* **Materials provided**:

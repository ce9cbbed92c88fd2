//! User lookup interface used by the authorization guard and handlers.
use async_trait::async_trait;
use serde::Serialize;
use thiserror::Error;
use uuid::Uuid;

use crate::services::auth::Role;

/// Stored user record as seen by the gate.
#[derive(Debug, Clone, PartialEq, Eq, Serialize)]
pub struct User {
    pub id: Uuid,
    pub name: String,
    pub role: Role,
    pub suspended: bool,
}

/// Directory-layer errors.
///
/// Not:
/// - `NotFound` is a normal answer; callers decide what it means
///   (an unknown initiator is an authentication problem, an unknown target is not).
#[derive(Debug, Error)]
pub enum LookupError {
    #[error("user not found")]
    NotFound,
    #[error("directory backend error: {0}")]
    Backend(String),
    #[error("invalid user record: {0}")]
    InvalidRecord(String),
}

pub type LookupResult<T> = Result<T, LookupError>;

/// Read-only view over user records.
///
/// Implementations must be shareable across concurrent calls and must not retry internally.
#[async_trait]
pub trait UserDirectory: Send + Sync + 'static {
    // Backend name (for logging).
    fn backend_name(&self) -> &'static str;

    async fn find_by_id(&self, id: Uuid) -> LookupResult<User>;

    // Returns one page of users ordered by id plus the total count.
    async fn list(&self, limit: i64, offset: i64) -> LookupResult<(Vec<User>, i64)>;
}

* **Requirement**: Find every line above that contains the word "NotFound", and return each one.

* **Task result**:
/// - `NotFound` is a normal answer; callers decide what it means
    NotFound,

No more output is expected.